Do ponto de vista econômico, esse entendimento, ao alargar exageradamente o conceito de “vínculo empregatício”, ameaça a continuidade do modelo de negócio que é um dos grandes motores da nova economia.

Vale destacar a importância do modelo de plataforma, em especial em momentos econômicos delicados, como o da recente pandemia, que causou uma onda massiva de desempregos. No Brasil, pesquisas recentes apontam que mais de 30 milhões de adultos (aproximadamente 20% da força de trabalho do país) ofertam seus serviços via plataformas e que muitos desses iniciaram durante a pandemia.

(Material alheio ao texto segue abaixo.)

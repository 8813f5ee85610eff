// src/context/compression.rs
// Contracting price action (triangles and wedges) running into a zone.

use log::debug;
use serde::{Deserialize, Serialize};

use crate::config::DEFAULT_COMPRESSION_WINDOW;
use crate::types::{Candle, Zone, ZoneType};

const CHUNK_SIZE: usize = 3;
const MIN_CHUNKS: usize = 2;
const MAX_COMPRESSION_RATIO: f64 = 0.5;
const TREND_MAJORITY: f64 = 0.6;
/// Steps smaller than this share of the first chunk's range count as flat
const FLAT_STEP_RATIO: f64 = 0.01;

#[derive(Debug, Clone, Copy, PartialEq, Eq, Serialize, Deserialize)]
#[serde(rename_all = "snake_case")]
pub enum CompressionType {
    DescendingTriangle,
    AscendingTriangle,
    DescendingWedge,
    AscendingWedge,
    Symmetrical,
    Undefined,
}

#[derive(Debug, Clone, Copy, PartialEq, Eq, Serialize, Deserialize)]
#[serde(rename_all = "lowercase")]
pub enum CompressionQuality {
    Excellent,
    Good,
    Moderate,
}

#[derive(Debug, Clone, Copy, PartialEq, Eq, Serialize, Deserialize)]
#[serde(rename_all = "lowercase")]
pub enum Trend {
    Ascending,
    Descending,
    Flat,
}

#[derive(Debug, Clone, PartialEq, Serialize, Deserialize)]
#[serde(rename_all = "camelCase")]
pub struct CompressionResult {
    pub compression_type: CompressionType,
    /// Last chunk range over first chunk range
    pub compression_ratio: f64,
    pub waves: usize,
    pub highs_trend: Trend,
    pub lows_trend: Trend,
    pub chunk_ranges: Vec<f64>,
    pub quality: CompressionQuality,
    pub quality_score: f64,
}

#[derive(Debug, Clone, Copy)]
pub struct CompressionDetector {
    pub window: usize,
}

impl Default for CompressionDetector {
    fn default() -> Self {
        Self { window: DEFAULT_COMPRESSION_WINDOW }
    }
}

struct Chunk {
    high: f64,
    low: f64,
}

impl Chunk {
    fn range(&self) -> f64 {
        self.high - self.low
    }
}

impl CompressionDetector {
    pub fn new(window: usize) -> Self {
        Self { window }
    }

    pub fn detect(&self, zone: &Zone, candles: &[Candle]) -> Option<CompressionResult> {
        let recent = &candles[candles.len().saturating_sub(self.window)..];
        let chunk_count = recent.len() / CHUNK_SIZE;
        if chunk_count < MIN_CHUNKS {
            return None;
        }

        // Align chunks to the newest candle; the oldest remainder is dropped
        let aligned = &recent[recent.len() - chunk_count * CHUNK_SIZE..];
        let chunks: Vec<Chunk> = aligned
            .chunks_exact(CHUNK_SIZE)
            .map(|c| Chunk {
                high: c.iter().map(|k| k.high).fold(f64::MIN, f64::max),
                low: c.iter().map(|k| k.low).fold(f64::MAX, f64::min),
            })
            .collect();

        let first_range = chunks[0].range();
        let last_range = chunks[chunks.len() - 1].range();
        if first_range <= 0.0 {
            return None;
        }

        let compression_ratio = last_range / first_range;
        if compression_ratio > MAX_COMPRESSION_RATIO {
            debug!("[COMPRESSION] Zone {}: ratio {:.2} too wide", zone.id, compression_ratio);
            return None;
        }

        let first_close = aligned[0].close;
        let last_close = aligned[aligned.len() - 1].close;
        let converging = match zone.zone_type {
            ZoneType::Demand => last_close < first_close,
            ZoneType::Supply => last_close > first_close,
        };
        if !converging {
            debug!("[COMPRESSION] Zone {}: closes drifting away from zone, discarded", zone.id);
            return None;
        }

        let flat_step = first_range * FLAT_STEP_RATIO;
        let highs: Vec<f64> = chunks.iter().map(|c| c.high).collect();
        let lows: Vec<f64> = chunks.iter().map(|c| c.low).collect();
        let highs_trend = trend_of(&highs, flat_step);
        let lows_trend = trend_of(&lows, flat_step);
        let compression_type = classify(highs_trend, lows_trend);

        let waves = chunks.len();
        let quality = if compression_ratio <= 0.3 && waves >= 5 {
            CompressionQuality::Excellent
        } else if compression_ratio <= 0.4 && waves >= 4 {
            CompressionQuality::Good
        } else {
            CompressionQuality::Moderate
        };
        let quality_score = (1.0 - compression_ratio) * 70.0 + (waves.min(6) as f64 / 6.0) * 30.0;

        Some(CompressionResult {
            compression_type,
            compression_ratio,
            waves,
            highs_trend,
            lows_trend,
            chunk_ranges: chunks.iter().map(Chunk::range).collect(),
            quality,
            quality_score,
        })
    }
}

fn trend_of(values: &[f64], flat_step: f64) -> Trend {
    let steps = values.len().saturating_sub(1);
    if steps == 0 {
        return Trend::Flat;
    }
    let (mut up, mut down) = (0usize, 0usize);
    for pair in values.windows(2) {
        let delta = pair[1] - pair[0];
        if delta > flat_step {
            up += 1;
        } else if delta < -flat_step {
            down += 1;
        }
    }
    let majority = steps as f64 * TREND_MAJORITY;
    if up as f64 > majority {
        Trend::Ascending
    } else if down as f64 > majority {
        Trend::Descending
    } else {
        Trend::Flat
    }
}

fn classify(highs: Trend, lows: Trend) -> CompressionType {
    match (highs, lows) {
        (Trend::Descending, Trend::Flat) => CompressionType::DescendingTriangle,
        (Trend::Flat, Trend::Ascending) => CompressionType::AscendingTriangle,
        (Trend::Descending, Trend::Ascending) => CompressionType::Symmetrical,
        (Trend::Descending, Trend::Descending) => CompressionType::DescendingWedge,
        (Trend::Ascending, Trend::Ascending) => CompressionType::AscendingWedge,
        _ => CompressionType::Undefined,
    }
}

#[cfg(test)]
mod tests {
    use super::*;
    use crate::types::test_support::*;

    /// Three candles spanning [low, high], closing just under `close`.
    fn chunk(start: i64, high: f64, low: f64, close: f64) -> Vec<Candle> {
        (0..3)
            .map(|i| {
                let c = close - 0.01 * i as f64;
                candle_at(start + i, c, if i == 0 { high } else { c }, if i == 1 { low } else { c }, c)
            })
            .collect()
    }

    fn descending_triangle() -> Vec<Candle> {
        let specs = [(110.0, 108.0), (110.0, 107.0), (106.0, 104.0), (104.0, 102.0), (103.0, 101.0)];
        specs
            .iter()
            .enumerate()
            .flat_map(|(i, &(high, close))| chunk(i as i64 * 3, high, 100.0, close))
            .collect()
    }

    #[test]
    fn test_descending_triangle_into_demand_is_excellent() {
        let zone = demand_zone(99.0, 95.0);
        let result = CompressionDetector::default().detect(&zone, &descending_triangle()).unwrap();

        assert_eq!(result.chunk_ranges, vec![10.0, 10.0, 6.0, 4.0, 3.0]);
        assert_eq!(result.highs_trend, Trend::Descending);
        assert_eq!(result.lows_trend, Trend::Flat);
        assert_eq!(result.compression_type, CompressionType::DescendingTriangle);
        assert!((result.compression_ratio - 0.3).abs() < 1e-12);
        assert_eq!(result.waves, 5);
        assert_eq!(result.quality, CompressionQuality::Excellent);
        // (1 - 0.3) * 70 + 5/6 * 30
        assert!((result.quality_score - 74.0).abs() < 1e-9);
    }

    fn steps(specs: &[(f64, f64)]) -> Vec<Candle> {
        specs
            .iter()
            .enumerate()
            .flat_map(|(i, &(high, close))| chunk(i as i64 * 3, high, 100.0, close))
            .collect()
    }

    #[test]
    fn test_four_waves_at_forty_percent_is_good() {
        let zone = demand_zone(99.0, 95.0);
        let candles = steps(&[(110.0, 108.0), (108.0, 106.0), (106.0, 104.0), (104.0, 102.0)]);

        let result = CompressionDetector::default().detect(&zone, &candles).unwrap();
        assert_eq!(result.waves, 4);
        assert!((result.compression_ratio - 0.4).abs() < 1e-12);
        assert_eq!(result.quality, CompressionQuality::Good);
        // (1 - 0.4) * 70 + 4/6 * 30
        assert!((result.quality_score - 62.0).abs() < 1e-9);
    }

    #[test]
    fn test_two_waves_is_moderate() {
        let zone = demand_zone(99.0, 95.0);
        let candles = steps(&[(110.0, 108.0), (104.0, 102.0)]);

        let result = CompressionDetector::default().detect(&zone, &candles).unwrap();
        assert_eq!(result.waves, 2);
        assert_eq!(result.quality, CompressionQuality::Moderate);
        // (1 - 0.4) * 70 + 2/6 * 30
        assert!((result.quality_score - 52.0).abs() < 1e-9);
    }

    #[test]
    fn test_supply_zone_discards_falling_closes() {
        let zone = supply_zone(115.0, 118.0);
        assert!(CompressionDetector::default().detect(&zone, &descending_triangle()).is_none());
    }

    #[test]
    fn test_no_contraction_no_result() {
        let zone = demand_zone(99.0, 95.0);
        let candles: Vec<Candle> = (0..5).flat_map(|i| chunk(i * 3, 110.0, 100.0, 108.0 - i as f64)).collect();
        assert!(CompressionDetector::default().detect(&zone, &candles).is_none());
    }

    #[test]
    fn test_too_few_candles() {
        let zone = demand_zone(99.0, 95.0);
        let candles = chunk(0, 110.0, 100.0, 105.0);
        assert!(CompressionDetector::default().detect(&zone, &candles).is_none());
    }

    #[test]
    fn test_classification_table() {
        assert_eq!(classify(Trend::Flat, Trend::Ascending), CompressionType::AscendingTriangle);
        assert_eq!(classify(Trend::Descending, Trend::Ascending), CompressionType::Symmetrical);
        assert_eq!(classify(Trend::Descending, Trend::Descending), CompressionType::DescendingWedge);
        assert_eq!(classify(Trend::Ascending, Trend::Ascending), CompressionType::AscendingWedge);
        assert_eq!(classify(Trend::Ascending, Trend::Descending), CompressionType::Undefined);
    }
}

Do ponto de vista jurídico, a tese não se sustenta. O alegado “controle” não se verifica. Não se confunde subordinação com a mera existência de critérios de ordem na plataforma. Pesquisas com profissionais independentes dão conta de que os maiores motivadores para ingresso em plataforma são: flexibilidade, liberdade e autonomia.

gig workesFonte: Shutterstock

Sem tais elementos, a plataforma se torna incapaz de atrair profissionais. Na prática, tais profissionais são, de fato, livres para determinar exatamente quando e como realizar seus serviços, sendo comum a utilização simultânea de várias plataformas concorrentes, de modo que, na maioria dos casos, não há exclusividade.

A existência de mecanismos de incentivos, prêmios e ranqueamento dos profissionais na plataforma tampouco desvirtua a relação de independência. Pelo contrário, é justamente pela ausência de subordinação entre plataforma e usuários que tais mecanismos se fazem importantes para garantir um funcionamento adequado e seguro a todos. São essas funcionalidades que geram a indispensável confiança entre os usuários, ampliam possibilidades de retorno financeiro e fornecem feedback aos profissionais, permitindo que aprimorem o atendimento aos usuários finais, potencializando, assim, os seus ganhos.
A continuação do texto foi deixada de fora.